Many thanks for reviewing and approving the changes. Please let me know if there is anything else I need to further investigate / fix related to this task.
@asasvari I was trying to get a clean system test build, but haven't been able to so far. Here's the report from a recent run: http://confluent-kafka-branch-builder-system-test-results.s3-us-west-2.amazonaws.com/2018-02-23--001.1519386952--asasvari--KAFKA-6332--b40a9f3/report.html Some of them look unrelated (e.g. some streams failures), but others have messages about not seeing services start up which seems potentially related to this PR. Recently trunk nightlies don't seem to have nearly as many issues, e.g. http://confluent-kafka-system-test-results.s3-us-west-2.amazonaws.com/2018-02-27--001.1519737745--apache--trunk--f26fbb9/report.html, though this was started a bit ago so maybe tests were previously failing. Maybe try merging/rebasing and I can kick off another test run? And in the meantime take a look at the logs from the suspicious failures and see if there are any obvious problems?
@ewencp thanks for sharing the results, I rebased and pushed changes. I will have a closer look on the failures and try them out locally soon.
Managed to reproduce the issue: tests/docker/ducker-ak test ./tests/kafkatest/tests/core/mirror_maker_test.py failed locally too.
I found a way to fix the issue. We can make changes in kafka.py:
- use the
jmx_portof the broker for health checks. In effect, all MirrorMaker tests have passed. It was not recommended, however, it looks like it works at least in these tests. @ewencp, what do you think?
Also tried:
- added an extra check to the open_port(self, protocol) function to set self.broker_port only once, in the first function call.

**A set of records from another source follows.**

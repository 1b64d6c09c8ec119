use anyhow::{anyhow, Result};
use chrono::Utc;
use rusqlite::{params, Row};
use uuid::Uuid;

use crate::db::{
    helpers::{parse_datetime, parse_location, parse_miss, parse_rating, parse_tags, tags_to_json},
    Database,
};
use crate::models::{NewSession, SessionPatch, SessionRecord};

const SESSION_COLUMNS: &str = "id, session_date, location_type, clubs_focus, main_goal, big_miss, \
     face_control_rating, contact_rating, confidence_rating, notes, tags, created_at, updated_at";

fn row_to_session(row: &Row) -> Result<SessionRecord> {
    let location_type: Option<String> = row.get("location_type")?;
    let big_miss: Option<String> = row.get("big_miss")?;
    let face: Option<i64> = row.get("face_control_rating")?;
    let contact: Option<i64> = row.get("contact_rating")?;
    let confidence: Option<i64> = row.get("confidence_rating")?;
    let tags: String = row.get("tags")?;
    let created_at: String = row.get("created_at")?;
    let updated_at: String = row.get("updated_at")?;

    Ok(SessionRecord {
        id: row.get("id")?,
        session_date: row.get("session_date")?,
        location_type: parse_location(location_type),
        clubs_focus: row.get("clubs_focus")?,
        main_goal: row.get("main_goal")?,
        big_miss: parse_miss(big_miss),
        face_control_rating: parse_rating(face, "face_control_rating"),
        contact_rating: parse_rating(contact, "contact_rating"),
        confidence_rating: parse_rating(confidence, "confidence_rating"),
        notes: row.get("notes")?,
        tags: parse_tags(&tags),
        created_at: parse_datetime(&created_at, "created_at")?,
        updated_at: parse_datetime(&updated_at, "updated_at")?,
    })
}

impl Database {
    /// Insert a new session. The store assigns the id and timestamps.
    pub async fn insert_session(&self, input: NewSession) -> Result<SessionRecord> {
        input.validate()?;
        self.execute(move |conn| {
            let id = Uuid::new_v4().to_string();
            let now = Utc::now();

            conn.execute(
                "INSERT INTO sessions (id, session_date, location_type, clubs_focus, main_goal, big_miss, \
                 face_control_rating, contact_rating, confidence_rating, notes, tags, created_at, updated_at)
                 VALUES (?1, ?2, ?3, ?4, ?5, ?6, ?7, ?8, ?9, ?10, ?11, ?12, ?13)",
                params![
                    id,
                    input.session_date,
                    input.location_type.map(|l| l.as_str()),
                    input.clubs_focus,
                    input.main_goal,
                    input.big_miss.map(|m| m.as_str()),
                    input.face_control_rating,
                    input.contact_rating,
                    input.confidence_rating,
                    input.notes,
                    tags_to_json(&input.tags)?,
                    now.to_rfc3339(),
                    now.to_rfc3339(),
                ],
            )?;

            let mut stmt = conn.prepare(&format!(
                "SELECT {SESSION_COLUMNS} FROM sessions WHERE id = ?1"
            ))?;
            let mut rows = stmt.query(params![id])?;
            match rows.next()? {
                Some(row) => row_to_session(row),
                None => Err(anyhow!("session not found after insert")),
            }
        })
        .await
    }

    /// All sessions, newest first. This is the display order.
    pub async fn list_sessions(&self) -> Result<Vec<SessionRecord>> {
        self.execute(|conn| {
            let mut stmt = conn.prepare(&format!(
                "SELECT {SESSION_COLUMNS} FROM sessions
                 ORDER BY session_date DESC, created_at DESC"
            ))?;

            let mut rows = stmt.query([])?;
            let mut sessions = Vec::new();
            while let Some(row) = rows.next()? {
                sessions.push(row_to_session(row)?);
            }

            Ok(sessions)
        })
        .await
    }

    /// All sessions oldest first, date ties in insertion order. This is the
    /// order the stats engine expects its snapshot in.
    pub async fn list_sessions_chronological(&self) -> Result<Vec<SessionRecord>> {
        self.execute(|conn| {
            let mut stmt = conn.prepare(&format!(
                "SELECT {SESSION_COLUMNS} FROM sessions
                 ORDER BY session_date ASC, created_at ASC"
            ))?;

            let mut rows = stmt.query([])?;
            let mut sessions = Vec::new();
            while let Some(row) = rows.next()? {
                sessions.push(row_to_session(row)?);
            }

            Ok(sessions)
        })
        .await
    }

    pub async fn get_session(&self, session_id: &str) -> Result<SessionRecord> {
        let session_id = session_id.to_string();
        self.execute(move |conn| {
            let mut stmt = conn.prepare(&format!(
                "SELECT {SESSION_COLUMNS} FROM sessions WHERE id = ?1"
            ))?;
            let mut rows = stmt.query(params![session_id])?;
            match rows.next()? {
                Some(row) => row_to_session(row),
                None => Err(anyhow!("session not found")),
            }
        })
        .await
    }

    /// Apply a partial update to a session and return the updated record.
    pub async fn update_session(
        &self,
        session_id: &str,
        patch: SessionPatch,
    ) -> Result<SessionRecord> {
        patch.validate()?;
        if patch.is_empty() {
            return Err(anyhow!("no fields to update"));
        }

        let session_id = session_id.to_string();
        self.execute(move |conn| {
            let now = Utc::now();

            let mut updates = Vec::new();
            let mut params_vec: Vec<Box<dyn rusqlite::ToSql>> = Vec::new();

            if let Some(date) = patch.session_date.clone() {
                updates.push("session_date = ?");
                params_vec.push(Box::new(date));
            }
            if let Some(location) = patch.location_type {
                updates.push("location_type = ?");
                params_vec.push(Box::new(location.map(|l| l.as_str())));
            }
            if let Some(clubs) = patch.clubs_focus.clone() {
                updates.push("clubs_focus = ?");
                params_vec.push(Box::new(clubs));
            }
            if let Some(goal) = patch.main_goal.clone() {
                updates.push("main_goal = ?");
                params_vec.push(Box::new(goal));
            }
            if let Some(miss) = patch.big_miss {
                updates.push("big_miss = ?");
                params_vec.push(Box::new(miss.map(|m| m.as_str())));
            }
            if let Some(face) = patch.face_control_rating {
                updates.push("face_control_rating = ?");
                params_vec.push(Box::new(face));
            }
            if let Some(contact) = patch.contact_rating {
                updates.push("contact_rating = ?");
                params_vec.push(Box::new(contact));
            }
            if let Some(confidence) = patch.confidence_rating {
                updates.push("confidence_rating = ?");
                params_vec.push(Box::new(confidence));
            }
            if let Some(notes) = patch.notes.clone() {
                updates.push("notes = ?");
                params_vec.push(Box::new(notes));
            }
            if let Some(tags) = patch.tags.clone() {
                updates.push("tags = ?");
                params_vec.push(Box::new(tags_to_json(&tags)?));
            }

            updates.push("updated_at = ?");
            params_vec.push(Box::new(now.to_rfc3339()));

            let query = format!("UPDATE sessions SET {} WHERE id = ?", updates.join(", "));
            params_vec.push(Box::new(session_id.clone()));

            let params_refs: Vec<&dyn rusqlite::ToSql> =
                params_vec.iter().map(|b| b.as_ref()).collect();

            let rows_affected = conn.execute(&query, params_refs.as_slice())?;
            if rows_affected == 0 {
                return Err(anyhow!("session not found"));
            }

            let mut stmt = conn.prepare(&format!(
                "SELECT {SESSION_COLUMNS} FROM sessions WHERE id = ?1"
            ))?;
            let mut rows = stmt.query(params![session_id])?;
            match rows.next()? {
                Some(row) => row_to_session(row),
                None => Err(anyhow!("session not found after update")),
            }
        })
        .await
    }

    pub async fn delete_session(&self, session_id: &str) -> Result<()> {
        let session_id = session_id.to_string();
        self.execute(move |conn| {
            let rows_affected =
                conn.execute("DELETE FROM sessions WHERE id = ?1", params![session_id])?;
            if rows_affected == 0 {
                return Err(anyhow!("session not found"));
            }
            Ok(())
        })
        .await
    }
}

if self.broker_port == -1:
self.broker_port = self.port_mappings[protocol].number
First 3 testcases have passed, but then the remaining tests started to fail (from kafkatest.tests.core.mirror_maker_test.TestMirrorMakerService.test_bounce.clean_shutdown=True.security_protocol=SASL_SSL.new_consumer=True).
More information
Using the port created by self.open_port(self.interbroker_security_protocol) is not working for some reason. Looking at the logs (TestMirrorMakerService/test_bounce/clean_shutdown=False.security_protocol=SASL_PLAINTEXT.new_consumer=True//1/test_log.debug):
[DEBUG - 2018-02-28 13:46:52,673 - remoteaccount - _log - lineno:160]: ducker@ducker04: Running ssh command: nc -z ducker04 9094
[DEBUG - 2018-02-28 13:46:52,743 - util - listening - lineno:132]: Server does not accept connections at: 'ducker04:9094')
...
[DEBUG - 2018-02-28 13:47:22,627 - util - listening - lineno:132]: Server does not accept connections at: 'ducker04:9094')

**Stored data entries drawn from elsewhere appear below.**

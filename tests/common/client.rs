//! HTTP client for end-to-end tests
//!
//! Thin wrapper around reqwest. When routes or request formats change,
//! update only this file.

use super::constants::*;
use reqwest::Response;
use std::time::Duration;

pub struct TestClient {
    /// The underlying reqwest client (public for custom requests in tests)
    pub client: reqwest::Client,
    /// The base URL of the test server
    pub base_url: String,
}

impl TestClient {
    pub fn new(base_url: String) -> Self {
        let client = reqwest::Client::builder()
            .timeout(Duration::from_secs(REQUEST_TIMEOUT_SECS))
            .build()
            .expect("Failed to build reqwest client");

        Self { client, base_url }
    }

    pub async fn home(&self) -> Response {
        self.client
            .get(format!("{}/", self.base_url))
            .send()
            .await
            .expect("Request failed")
    }

    pub async fn get_movie(&self, title: &str, year: Option<&str>) -> Response {
        let mut query: Vec<(&str, &str)> = vec![("title", title)];
        if let Some(year) = year {
            query.push(("year", year));
        }
        self.client
            .get(format!("{}/movies", self.base_url))
            .query(&query)
            .send()
            .await
            .expect("Request failed")
    }

    /// GET /movies without any query parameters at all.
    pub async fn get_movie_without_params(&self) -> Response {
        self.client
            .get(format!("{}/movies", self.base_url))
            .send()
            .await
            .expect("Request failed")
    }

    pub async fn request_movies(&self, method: reqwest::Method) -> Response {
        self.client
            .request(method, format!("{}/movies?title=Inception", self.base_url))
            .send()
            .await
            .expect("Request failed")
    }

    pub async fn post_movies_with_override(&self, override_value: &str) -> Response {
        self.client
            .post(format!("{}/movies?title=Inception", self.base_url))
            .header("X-HTTP-Method", override_value)
            .send()
            .await
            .expect("Request failed")
    }
}
use axum::{http::StatusCode, response::IntoResponse};
use lazy_static::lazy_static;
use prometheus::{
    CounterVec, Encoder, Gauge, HistogramOpts, HistogramVec, Opts, Registry, TextEncoder,
};
use std::time::Duration;

/// Metric name prefix for all metadata-server metrics
const PREFIX: &str = "movie_metadata";

lazy_static! {
    // Global Prometheus registry
    pub static ref REGISTRY: Registry = Registry::new();

    // HTTP Request Metrics
    pub static ref HTTP_REQUESTS_TOTAL: CounterVec = CounterVec::new(
        Opts::new(format!("{PREFIX}_http_requests_total"), "Total number of HTTP requests"),
        &["method", "path", "status"]
    ).expect("Failed to create http_requests_total metric");

    pub static ref HTTP_REQUEST_DURATION_SECONDS: HistogramVec = HistogramVec::new(
        HistogramOpts::new(
            format!("{PREFIX}_http_request_duration_seconds"),
            "HTTP request duration in seconds"
        )
        .buckets(vec![0.001, 0.01, 0.05, 0.1, 0.5, 1.0, 2.0, 5.0, 10.0]),
        &["method", "path"]
    ).expect("Failed to create http_request_duration_seconds metric");

    // Upstream Provider Metrics
    pub static ref UPSTREAM_REQUESTS_TOTAL: CounterVec = CounterVec::new(
        Opts::new(format!("{PREFIX}_upstream_requests_total"), "Total upstream provider requests"),
        &["endpoint", "outcome"]
    ).expect("Failed to create upstream_requests_total metric");

    pub static ref UPSTREAM_REQUEST_DURATION_SECONDS: HistogramVec = HistogramVec::new(
        HistogramOpts::new(
            format!("{PREFIX}_upstream_request_duration_seconds"),
            "Upstream provider request duration in seconds"
        )
        .buckets(vec![0.01, 0.05, 0.1, 0.5, 1.0, 2.0, 5.0, 10.0, 30.0]),
        &["endpoint"]
    ).expect("Failed to create upstream_request_duration_seconds metric");

    // Cache Metrics
    pub static ref CACHE_LOOKUPS_TOTAL: CounterVec = CounterVec::new(
        Opts::new(format!("{PREFIX}_cache_lookups_total"), "Cache lookups by outcome"),
        &["outcome"]
    ).expect("Failed to create cache_lookups_total metric");

    pub static ref CACHE_ENTRIES: Gauge = Gauge::new(
        format!("{PREFIX}_cache_entries"),
        "Number of cached movie records"
    ).expect("Failed to create cache_entries metric");

    // Error Metrics
    pub static ref LOOKUP_FAILURES_TOTAL: CounterVec = CounterVec::new(
        Opts::new(format!("{PREFIX}_lookup_failures_total"), "Failed lookups by error kind"),
        &["kind"]
    ).expect("Failed to create lookup_failures_total metric");
}

/// Initialize all metrics and register them with the Prometheus registry
pub fn init_metrics() {
    // Register all metrics - ignore errors if already registered (for tests)
    let _ = REGISTRY.register(Box::new(HTTP_REQUESTS_TOTAL.clone()));
    let _ = REGISTRY.register(Box::new(HTTP_REQUEST_DURATION_SECONDS.clone()));
    let _ = REGISTRY.register(Box::new(UPSTREAM_REQUESTS_TOTAL.clone()));
    let _ = REGISTRY.register(Box::new(UPSTREAM_REQUEST_DURATION_SECONDS.clone()));
    let _ = REGISTRY.register(Box::new(CACHE_LOOKUPS_TOTAL.clone()));
    let _ = REGISTRY.register(Box::new(CACHE_ENTRIES.clone()));
    let _ = REGISTRY.register(Box::new(LOOKUP_FAILURES_TOTAL.clone()));

    tracing::info!("Metrics system initialized successfully");
}

/// Initialize the cache gauge from the persisted store
pub fn init_cache_metrics(cached_records: usize) {
    CACHE_ENTRIES.set(cached_records as f64);
    tracing::info!("Cache metrics initialized: {} records", cached_records);
}

/// Record an HTTP request
pub fn record_http_request(method: &str, path: &str, status: u16, duration: Duration) {
    HTTP_REQUESTS_TOTAL
        .with_label_values(&[method, path, &status.to_string()])
        .inc();

    HTTP_REQUEST_DURATION_SECONDS
        .with_label_values(&[method, path])
        .observe(duration.as_secs_f64());
}

/// Record one upstream provider call
pub fn record_upstream_request(endpoint: &str, outcome: &str, duration: Duration) {
    UPSTREAM_REQUESTS_TOTAL
        .with_label_values(&[endpoint, outcome])
        .inc();

    UPSTREAM_REQUEST_DURATION_SECONDS
        .with_label_values(&[endpoint])
        .observe(duration.as_secs_f64());
}

/// Record a cache lookup outcome ("hit", "miss" or "expired")
pub fn record_cache_lookup(outcome: &str) {
    CACHE_LOOKUPS_TOTAL.with_label_values(&[outcome]).inc();
}

/// Update the cached-records gauge
pub fn set_cache_entries(count: usize) {
    CACHE_ENTRIES.set(count as f64);
}

/// Record a failed lookup
pub fn record_lookup_failure(kind: &str) {
    LOOKUP_FAILURES_TOTAL.with_label_values(&[kind]).inc();
}

/// Handler for the /metrics endpoint
pub async fn metrics_handler() -> impl IntoResponse {
    let encoder = TextEncoder::new();
    let metric_families = REGISTRY.gather();

    let mut buffer = vec![];
    match encoder.encode(&metric_families, &mut buffer) {
        Ok(()) => {
            let response = String::from_utf8(buffer).unwrap_or_else(|_| String::from(""));
            (StatusCode::OK, response)
        }
        Err(e) => {
            tracing::error!("Failed to encode metrics: {}", e);
            (
                StatusCode::INTERNAL_SERVER_ERROR,
                format!("Failed to encode metrics: {}", e),
            )
        }
    }
}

[INFO - 2018-02-28 13:47:22,887 - runner_client - log - lineno:230]: RunnerClient: kafkatest.tests.core.mirror_maker_test.TestMirrorMakerService.test_bounce.clean_shutdown=False.security_protocol=SASL_PLAINTEXT.new_consumer=True: FAIL: Kafka server didn't finish startup
@asasvari The problem with using the jmx_port is that it may be opened significantly before the port(s) that Kafka listens on just due to the order in which things run. Using the jmx_port may appear to work, but would result in a flaky test if the Kafka server was slow to start up between JMX starting and the broker opening the port for listening.
It sounds like we may need to handle the case with multiple ports better. I'm not sure about the specific example you gave with more information, but perhaps there is some reason it doesn't open that port? We'd probably need to take a look at a specific example that's failing, understand what the test does, and what the expected behavior for open ports would be.
In general, I would actually prefer to check all the ports we expect to be open rather than just one, as that ensures we've fully completed startup.
retest this please
@ewencp anything preventing this from being merged?
@ijuma not really, it has just been sitting in my review backlog until I find time to revisit the final changes
@ewencp Feel free to take it over.
This PR is being marked as stale since it has not had any activity in 90 days. If you would like to keep this PR alive, please leave a comment asking for a review. If the PR has merge conflicts, update it with the latest from the base branch.
If you are having difficulty finding a reviewer, please reach out on the [mailing list](https://kafka.apache.org/contact).
If this PR is no longer valid or desired, please feel free to close it. If no activity occurs in the next 30 days, it will be automatically closed.
This PR has been closed since it has not had any activity in 120 days. If you feel like this was a mistake, or you would like to continue working on it, please feel free to re-open the PR and ask for a review.